We are not amused? Jokes, twitter and copyright

Q. Why did the comedian Tweeter cross the road?..

A. .. to steal someone else's joke posted on Twitter??

The Grauniad reports today on the latest spat in the turf war that is developing on Twitter between comedians trying out jokes and material, and passing other parties quietly re using thus material, sometimes explicitly under their own name.

It seems that Keith Chegwin, now no longer for some while the fresh faced lad of Saturday morning TV, has hit rock bottom and resorted to passing off jokes gathered on Twitter as his own "old" material.
Chegwin decided to use his account, where he has more than 36,000 followers (no, me neither), to broadcast a whole load of gags and one-liners. He claimed that these were either his own work, or traditional gags minted by long-dead comics.

Unfortunately, they weren't. Among the gags retold by the one-time player of pop were identifiable jokes written by a number of contemporary standup stars, including Milton Jones, Lee Mack and Jimmy Carr. And what Cheggers presumably envisaged as a warm-hearted bit of fun has stirred up a sizeable amount of bad feeling within the comedy community. One comedian, Ed Byrne, even took Chegwin to task on Twitter, telling him he was wrong not to credit "working comics" for the jokes he was using.

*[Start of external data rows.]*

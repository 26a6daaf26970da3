use std::sync::atomic::{AtomicBool, Ordering};

use crate::message::Language;

/// Per-user dispatch context: the in-flight flag plus the language the UI
/// is displayed in.
#[derive(Debug, Default)]
pub struct Session {
    in_flight: AtomicBool,
    display_language: Language,
}

impl Session {
    pub fn new(display_language: Language) -> Self {
        Self {
            in_flight: AtomicBool::new(false),
            display_language,
        }
    }

    pub fn display_language(&self) -> Language {
        self.display_language
    }

    pub fn is_in_flight(&self) -> bool {
        self.in_flight.load(Ordering::Acquire)
    }

    /// Claims the session. `None` if another dispatch already holds it.
    pub(crate) fn try_begin(&self) -> Option<InFlight<'_>> {
        self.in_flight
            .compare_exchange(false, true, Ordering::AcqRel, Ordering::Acquire)
            .ok()
            .map(|_| InFlight { session: self })
    }
}

/// Releases the in-flight flag when dropped.
pub(crate) struct InFlight<'a> {
    session: &'a Session,
}

impl Drop for InFlight<'_> {
    fn drop(&mut self) {
        self.session.in_flight.store(false, Ordering::Release);
    }
}

#[cfg(test)]
mod tests {
    use super::*;

    #[test]
    fn only_one_claim_at_a_time() {
        let session = Session::new(Language::En);
        let guard = session.try_begin().unwrap();
        assert!(session.is_in_flight());
        assert!(session.try_begin().is_none());
        drop(guard);
        assert!(!session.is_in_flight());
        assert!(session.try_begin().is_some());
    }
}
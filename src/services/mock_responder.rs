use std::future::Future;
use std::time::Duration;

use serde::Serialize;
use thiserror::Error;

use crate::message::Language;

pub const DEFAULT_DELAY: Duration = Duration::from_secs(1);

struct MockTable {
    entries: &'static [(&'static str, &'static str)],
    default: &'static str,
}

// Searched in order; the first keyword found in the message wins.
static ZH_TABLE: MockTable = MockTable {
    entries: &[
        (
            "什么是大语言模型",
            "大语言模型（LLM）是基于深度学习的人工智能系统，通过大量文本数据训练，能够理解、生成和推理自然语言。它们是自然语言处理领域的重大突破。",
        ),
        (
            "deepseek",
            "DeepSeek是一款先进的大语言模型，具有强大的理解和生成能力，支持多种语言和编程任务。",
        ),
        (
            "transformer",
            "Transformer是一种基于注意力机制的神经网络架构，是目前大多数大语言模型的基础。",
        ),
        ("token", "Token是文本处理的基本单元，可以是一个字、一个词或一个子词。"),
    ],
    default: "这是一个模拟回复，因为AI服务暂时不可用。实际部署时请配置DeepSeek API密钥。",
};

static EN_TABLE: MockTable = MockTable {
    entries: &[
        (
            "what is large language model",
            "Large Language Models (LLMs) are AI systems based on deep learning, trained on massive text data to understand, generate, and reason with natural language.",
        ),
        (
            "deepseek",
            "DeepSeek is an advanced large language model with powerful comprehension and generation capabilities, supporting multiple languages and programming tasks.",
        ),
        (
            "transformer",
            "Transformer is a neural network architecture based on attention mechanism, serving as the foundation for most modern large language models.",
        ),
        (
            "token",
            "Token is the basic unit of text processing, which can be a character, word, or subword.",
        ),
    ],
    default: "This is a mock response as AI service is temporarily unavailable. Please configure DeepSeek API key for actual deployment.",
};

fn table(language: Language) -> &'static MockTable {
    match language {
        Language::Zh => &ZH_TABLE,
        Language::En => &EN_TABLE,
    }
}

/// Canned reply for `msg` without any delay.
pub fn match_reply(msg: &str, language: Language) -> &'static str {
    let msg_lower = msg.to_lowercase();
    let table = table(language);

    table
        .entries
        .iter()
        .find(|(keyword, _)| msg_lower.contains(keyword))
        .map(|(_, reply)| *reply)
        .unwrap_or(table.default)
}

#[derive(Debug, Clone, PartialEq, Eq, Serialize)]
pub struct MockReply {
    pub error: bool,
    pub reply: String,
}

#[derive(Debug, Error)]
#[error("fallback unavailable: {0}")]
pub struct FallbackError(pub String);

/// An offline source of replies used when the relay cannot answer.
pub trait FallbackResponder: Send + Sync {
    fn fallback_reply(
        &self,
        message: &str,
        language: Language,
    ) -> impl Future<Output = Result<String, FallbackError>> + Send;
}

/// Keyword-matched canned replies after a simulated latency.
#[derive(Debug, Clone)]
pub struct MockResponder {
    delay: Duration,
}

impl Default for MockResponder {
    fn default() -> Self {
        Self::new(DEFAULT_DELAY)
    }
}

impl MockResponder {
    pub fn new(delay: Duration) -> Self {
        Self { delay }
    }

    pub async fn respond(&self, message: &str, language: Language) -> MockReply {
        tokio::time::sleep(self.delay).await;
        MockReply {
            error: false,
            reply: match_reply(message, language).to_string(),
        }
    }
}

impl FallbackResponder for MockResponder {
    async fn fallback_reply(
        &self,
        message: &str,
        language: Language,
    ) -> Result<String, FallbackError> {
        Ok(self.respond(message, language).await.reply)
    }
}
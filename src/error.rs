// src/error.rs
use axum::Json;
use axum::http::StatusCode;
use axum::response::{IntoResponse, Response};
use serde_json::json;
use thiserror::Error;

/// Failure classes shared by the server-side upstream call and the client
/// dispatcher. Tagged where the failure happens, never inferred from text.
#[derive(Debug, Clone, Copy, PartialEq, Eq)]
pub enum ErrorKind {
    Network,
    NotFound,
    Timeout,
    Upstream,
}

/// Errors that leave the chat route as a non-200 response.
///
/// Upstream and configuration failures are not here: those are folded into
/// a 200 reply envelope with `error: true`.
#[derive(Debug, Error)]
pub enum AppError {
    #[error("{0}")]
    BadRequest(String),

    #[error("Method not allowed")]
    MethodNotAllowed,
}

impl IntoResponse for AppError {
    fn into_response(self) -> Response {
        let status = match &self {
            AppError::BadRequest(_) => StatusCode::BAD_REQUEST,
            AppError::MethodNotAllowed => StatusCode::METHOD_NOT_ALLOWED,
        };
        (status, Json(json!({ "error": self.to_string() }))).into_response()
    }
}

#[derive(Debug, Error)]
pub enum ConfigError {
    #[error("invalid value for {var}: {value:?}")]
    Invalid { var: &'static str, value: String },
}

This is not the first occasion of such, er, lack of amusement, emerging. My esteemed colleague @loveandgarbage tells me that this is a common source of disquiet. Comedians like to test and work on their material and Twitter with its potential for response and re-tweeting is a prfect venue for this. But the real question is, does anyone own a joke? Should they? Isn't this common cultural property? Where would society be if the first person to invent a "knock knock " job had asserted copyright in it?

Jokes - and especially tweeted jokes - are often quite short, vaguely familiar variations on a theme, and don't look much like the public conception of a "literary work", which is the applicable category of copyright (for written down jokes anyway). But the law as usual is not as simple as ordinary common sense.

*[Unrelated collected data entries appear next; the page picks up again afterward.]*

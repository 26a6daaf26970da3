use std::sync::Arc;

use anyhow::Context;
use tracing::info;
use tracing_subscriber::EnvFilter;

use chat_relay::{config::Config, routes, state::AppState};

#[tokio::main]
async fn main() -> anyhow::Result<()> {
    dotenvy::dotenv().ok();
    tracing_subscriber::fmt()
        .with_env_filter(EnvFilter::try_from_default_env().unwrap_or_else(|_| EnvFilter::new("info")))
        .init();

    let config = Config::from_env()?;
    if config.upstream.api_key.is_none() {
        info!("DEEPSEEK_API_KEY not set; chat replies will carry the configuration error");
    }

    let state = Arc::new(AppState::new(config.upstream).context("building upstream client")?);

    let app = routes::create_router().with_state(state);

    let listener = tokio::net::TcpListener::bind(config.bind_addr)
        .await
        .with_context(|| format!("binding {}", config.bind_addr))?;

    info!(addr = %config.bind_addr, "chat relay listening");
    axum::serve(listener, app)
        .with_graceful_shutdown(async {
            tokio::signal::ctrl_c().await.ok();
        })
        .await?;

    Ok(())
}
// src/state.rs
use std::sync::Arc;

use crate::config::UpstreamConfig;
use crate::services::deepseek::DeepSeekClient;

pub type SharedState = Arc<AppState>;

#[derive(Debug)]
pub struct AppState {
    pub upstream: UpstreamConfig,
    pub client: DeepSeekClient,
}

impl AppState {
    pub fn new(upstream: UpstreamConfig) -> Result<Self, reqwest::Error> {
        let client = DeepSeekClient::new(&upstream)?;
        Ok(Self { upstream, client })
    }
}
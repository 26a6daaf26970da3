// src/config.rs
use std::net::SocketAddr;
use std::time::Duration;

use crate::error::ConfigError;

pub const DEFAULT_API_URL: &str = "https://api.deepseek.com/v1/chat/completions";
pub const DEFAULT_MODEL: &str = "deepseek-chat";
pub const DEFAULT_TIMEOUT: Duration = Duration::from_secs(25);
pub const DEFAULT_ADDR: &str = "0.0.0.0:3000";

#[derive(Debug, Clone)]
pub struct Config {
    pub bind_addr: SocketAddr,
    pub upstream: UpstreamConfig,
}

#[derive(Clone)]
pub struct UpstreamConfig {
    /// `None` when the credential is unset or empty.
    pub api_key: Option<String>,
    pub api_url: String,
    pub model: String,
    pub timeout: Duration,
}

// Keep the key out of logs.
impl std::fmt::Debug for UpstreamConfig {
    fn fmt(&self, f: &mut std::fmt::Formatter<'_>) -> std::fmt::Result {
        f.debug_struct("UpstreamConfig")
            .field("api_key", &self.api_key.as_ref().map(|_| "<redacted>"))
            .field("api_url", &self.api_url)
            .field("model", &self.model)
            .field("timeout", &self.timeout)
            .finish()
    }
}

impl Default for UpstreamConfig {
    fn default() -> Self {
        Self {
            api_key: None,
            api_url: DEFAULT_API_URL.to_string(),
            model: DEFAULT_MODEL.to_string(),
            timeout: DEFAULT_TIMEOUT,
        }
    }
}

impl Config {
    /// Reads the process environment. Call `dotenvy::dotenv()` first to pick
    /// up a local `.env`.
    pub fn from_env() -> Result<Self, ConfigError> {
        Self::from_lookup(|var| std::env::var(var).ok())
    }

    pub fn from_lookup<F>(lookup: F) -> Result<Self, ConfigError>
    where
        F: Fn(&str) -> Option<String>,
    {
        let get = |var: &str| lookup(var).filter(|v| !v.trim().is_empty());

        let addr = get("CHAT_RELAY_ADDR").unwrap_or_else(|| DEFAULT_ADDR.to_string());
        let bind_addr = addr.parse().map_err(|_| ConfigError::Invalid {
            var: "CHAT_RELAY_ADDR",
            value: addr.clone(),
        })?;

        let timeout = match get("DEEPSEEK_TIMEOUT_SECS") {
            Some(raw) => raw
                .trim()
                .parse::<u64>()
                .map(Duration::from_secs)
                .map_err(|_| ConfigError::Invalid {
                    var: "DEEPSEEK_TIMEOUT_SECS",
                    value: raw,
                })?,
            None => DEFAULT_TIMEOUT,
        };

        Ok(Self {
            bind_addr,
            upstream: UpstreamConfig {
                api_key: get("DEEPSEEK_API_KEY"),
                api_url: get("DEEPSEEK_API_URL").unwrap_or_else(|| DEFAULT_API_URL.to_string()),
                model: get("DEEPSEEK_MODEL").unwrap_or_else(|| DEFAULT_MODEL.to_string()),
                timeout,
            },
        })
    }
}

#[cfg(test)]
mod tests {
    use super::*;
    use std::collections::HashMap;

    fn lookup(pairs: &[(&str, &str)]) -> impl Fn(&str) -> Option<String> {
        let map: HashMap<String, String> = pairs
            .iter()
            .map(|(k, v)| (k.to_string(), v.to_string()))
            .collect();
        move |var| map.get(var).cloned()
    }

    #[test]
    fn defaults_apply_when_unset() {
        let config = Config::from_lookup(lookup(&[])).unwrap();
        assert_eq!(config.bind_addr.to_string(), DEFAULT_ADDR);
        assert!(config.upstream.api_key.is_none());
        assert_eq!(config.upstream.api_url, DEFAULT_API_URL);
        assert_eq!(config.upstream.model, DEFAULT_MODEL);
        assert_eq!(config.upstream.timeout, Duration::from_secs(25));
    }

    #[test]
    fn empty_key_counts_as_missing() {
        let config = Config::from_lookup(lookup(&[("DEEPSEEK_API_KEY", "  ")])).unwrap();
        assert!(config.upstream.api_key.is_none());
    }

    #[test]
    fn rejects_bad_timeout() {
        let err = Config::from_lookup(lookup(&[("DEEPSEEK_TIMEOUT_SECS", "soon")])).unwrap_err();
        assert!(err.to_string().contains("DEEPSEEK_TIMEOUT_SECS"));
    }

    #[test]
    fn debug_redacts_key() {
        let upstream = UpstreamConfig {
            api_key: Some("sk-secret".into()),
            ..Default::default()
        };
        assert!(!format!("{upstream:?}").contains("sk-secret"));
    }
}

Copyright exists only in works which are "original literary works". But case law has set a very low bar on such protection. A "literary" work has been held to include a long list of extremely unexciting written-down "things", eg, exam papers, football coupon forms, and a large number of meaningless five letter words used as codes. Looking at rather short literary works, it is generally acknowledged, eg, that some particularly pithy headlines might well engage copyright, though slogans are more contested, and usually protected by trade mark. There is the famous Exxon case, Exxon Corp. v. Exxon Insurance Consultants International Ltd [1982] Ch. 119, in which the English court held one word was too short to be a literary work. But 140 characters is somewhat longer and there is an interesting quote in the Exxon case from University of London Press Ltd. v University Tutorial Press Ltd. [1916] 2 Ch. 601 in which Peterson J. said, at pp. 609-610:

The objections with which I have dealt do not appear to me to have any substance, and, after all, there remains the rough practical test that what is worth copying is prima facie worth protecting.

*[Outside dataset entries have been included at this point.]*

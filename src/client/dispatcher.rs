use reqwest::{Client, StatusCode, header};
use thiserror::Error;
use tracing::{debug, error, info, warn};

use crate::client::session::Session;
use crate::client::view::ChatView;
use crate::error::ErrorKind;
use crate::locale;
use crate::message::{ChatReply, Language, OutgoingMessage, now_iso8601};
use crate::services::mock_responder::{FallbackError, FallbackResponder, MockResponder};

const BODY_PREVIEW_CHARS: usize = 200;

#[derive(Debug, Error)]
pub enum DispatchError {
    #[error("Failed to fetch: {0}")]
    Network(#[source] reqwest::Error),

    #[error("endpoint returned 404 without a reply")]
    NotFound,

    #[error("server returned a non-JSON response: {}", .0.as_u16())]
    NonJson(StatusCode),

    #[error("unreadable reply: {0}")]
    Decode(#[source] reqwest::Error),

    /// The relay answered with `error: true`; holds its localized text.
    #[error("{0}")]
    Service(String),

    #[error("No response from AI")]
    EmptyReply,

    #[error(transparent)]
    Fallback(#[from] FallbackError),
}

impl DispatchError {
    pub fn kind(&self) -> ErrorKind {
        match self {
            DispatchError::Network(_) => ErrorKind::Network,
            DispatchError::NotFound => ErrorKind::NotFound,
            DispatchError::NonJson(status) if *status == StatusCode::NOT_FOUND => {
                ErrorKind::NotFound
            }
            _ => ErrorKind::Upstream,
        }
    }
}

/// Text shown when neither the relay nor the fallback produced a reply.
pub fn failure_message(err: &DispatchError, language: Language) -> String {
    match err.kind() {
        ErrorKind::Network => locale::network_down(language).to_string(),
        ErrorKind::NotFound => locale::endpoint_not_found(language).to_string(),
        ErrorKind::Timeout | ErrorKind::Upstream => {
            locale::request_failed(language, &err.to_string())
        }
    }
}

#[derive(Debug, Clone, Copy, PartialEq, Eq)]
pub enum ReplySource {
    Relay,
    Fallback,
}

#[derive(Debug, Clone, PartialEq, Eq)]
pub enum Outcome {
    /// Another dispatch on the session was still running; nothing happened.
    Busy,
    EmptyInput,
    Replied { text: String, source: ReplySource },
    Failed { text: String },
}

pub struct Dispatcher<F = MockResponder> {
    http: Client,
    endpoint: String,
    fallback: F,
}

impl Dispatcher<MockResponder> {
    pub fn new(endpoint: impl Into<String>) -> Result<Self, reqwest::Error> {
        Self::with_fallback(endpoint, MockResponder::default())
    }
}

impl<F: FallbackResponder> Dispatcher<F> {
    pub fn with_fallback(endpoint: impl Into<String>, fallback: F) -> Result<Self, reqwest::Error> {
        Ok(Self {
            http: Client::builder().build()?,
            endpoint: endpoint.into(),
            fallback,
        })
    }

    /// Sends one user input through the relay and renders the result.
    pub async fn send<V>(&self, session: &Session, input: &str, view: &V) -> Outcome
    where
        V: ChatView + ?Sized,
    {
        if session.is_in_flight() {
            debug!("dispatch already in flight");
            return Outcome::Busy;
        }

        let display = session.display_language();
        let message = input.trim();
        if message.is_empty() {
            view.alert(locale::empty_input(display));
            return Outcome::EmptyInput;
        }

        let Some(guard) = session.try_begin() else {
            debug!("lost the race for the session");
            return Outcome::Busy;
        };

        let language = Language::detect(message);
        let outcome = match self.request_reply(message, language, display).await {
            Ok((text, source)) => {
                view.show_response(&text, false);
                Outcome::Replied { text, source }
            }
            Err(err) => {
                warn!(error = %err, kind = ?err.kind(), "relay request failed, trying fallback");
                match self.fallback.fallback_reply(message, language).await {
                    Ok(text) => {
                        view.show_response(&text, false);
                        Outcome::Replied { text, source: ReplySource::Fallback }
                    }
                    Err(fallback_err) => {
                        error!(error = %fallback_err, "fallback failed too");
                        let text = failure_message(&err, display);
                        view.show_response(&text, true);
                        Outcome::Failed { text }
                    }
                }
            }
        };

        drop(guard);
        view.reset_ui_state();
        outcome
    }

    async fn request_reply(
        &self,
        message: &str,
        language: Language,
        display: Language,
    ) -> Result<(String, ReplySource), DispatchError> {
        let payload = OutgoingMessage {
            message,
            language,
            timestamp: now_iso8601(),
        };

        let response = self
            .http
            .post(&self.endpoint)
            .header(header::ACCEPT, "application/json")
            .json(&payload)
            .send()
            .await
            .map_err(DispatchError::Network)?;

        let status = response.status();
        debug!(status = status.as_u16(), "relay responded");

        let is_json = response
            .headers()
            .get(header::CONTENT_TYPE)
            .and_then(|v| v.to_str().ok())
            .is_some_and(|ct| ct.contains("application/json"));

        if !is_json {
            let text = response.text().await.unwrap_or_default();
            let preview: String = text.chars().take(BODY_PREVIEW_CHARS).collect();
            error!(status = status.as_u16(), body = %preview, "non-JSON response from relay");

            if status == StatusCode::NOT_FOUND {
                info!("relay endpoint missing, using mock reply");
                let reply = self.fallback.fallback_reply(message, language).await?;
                return Ok((reply, ReplySource::Fallback));
            }
            return Err(DispatchError::NonJson(status));
        }

        let data: ChatReply = response.json().await.map_err(DispatchError::Decode)?;

        if data.error {
            let text = if data.reply.is_empty() {
                locale::service_error(display).to_string()
            } else {
                data.reply
            };
            return Err(DispatchError::Service(text));
        }

        if !data.reply.is_empty() {
            return Ok((data.reply, ReplySource::Relay));
        }

        if status == StatusCode::NOT_FOUND {
            Err(DispatchError::NotFound)
        } else {
            Err(DispatchError::EmptyReply)
        }
    }
}
/// The UI the dispatcher renders into.
pub trait ChatView: Send + Sync {
    /// Blocking notice for input problems, e.g. an empty question.
    fn alert(&self, text: &str);

    fn show_response(&self, text: &str, is_error: bool);

    /// Clears the input and leaves the loading state.
    fn reset_ui_state(&self);
}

Copying jokes certainly seems to be a worthwhile economic activity. But are jokes "original"? There is surely an argument that, like recipes, every joke that exists has already been invented in some fundamental form - and therefore can be freely copied and adapted. Yet jobbing comedians do put a great deal of work into, and base their income on, inventing "new" jokes - and as the Grauniad note, the culture has shifted since the 80s to a point where comedians now regularly claim to "own" their jokes (I've also just been referred to this fascinating piece):

The idea that a comedian had outright ownership of his material seems to have taken root in this country once Manning et al gave way to the Ben Elton generation. For the original alternative comedians, simple gag-telling was far less important than presenting a fully-formed original perspective on the world. And if you were trying to offer an audience something distinctive (with all the added hard work that involves) then it became crucial to ensure that your gags were wholly your own....In recent years, the main victims of plagiarism in standup have been those comics who rely heavily on one-liners and quickfire jokes. For gag thieves, these present the perfect opportunistic crime: they're easy to lift and contain fewer hallmarks of the originator's personality.
So maybe there is copyright in the jokes in question, and poor Cheggers is a copyright pirate. (Appealing to Technollama here to insert a Photoshop mock up pic!) But there is a serious point here, of which the Twitter joke is (paradoxically) a good example.

Is there copyright generally in any tweet? If so, what happens to re-tweeting? Passing around tweets by re-tweeting them is, for most tweeters, welcome : both providing an ego boost and allowing the community to share useful and amusing information at lightning speed. Yet if copyright exists in tweets, such activity is prima facie copyright infringing.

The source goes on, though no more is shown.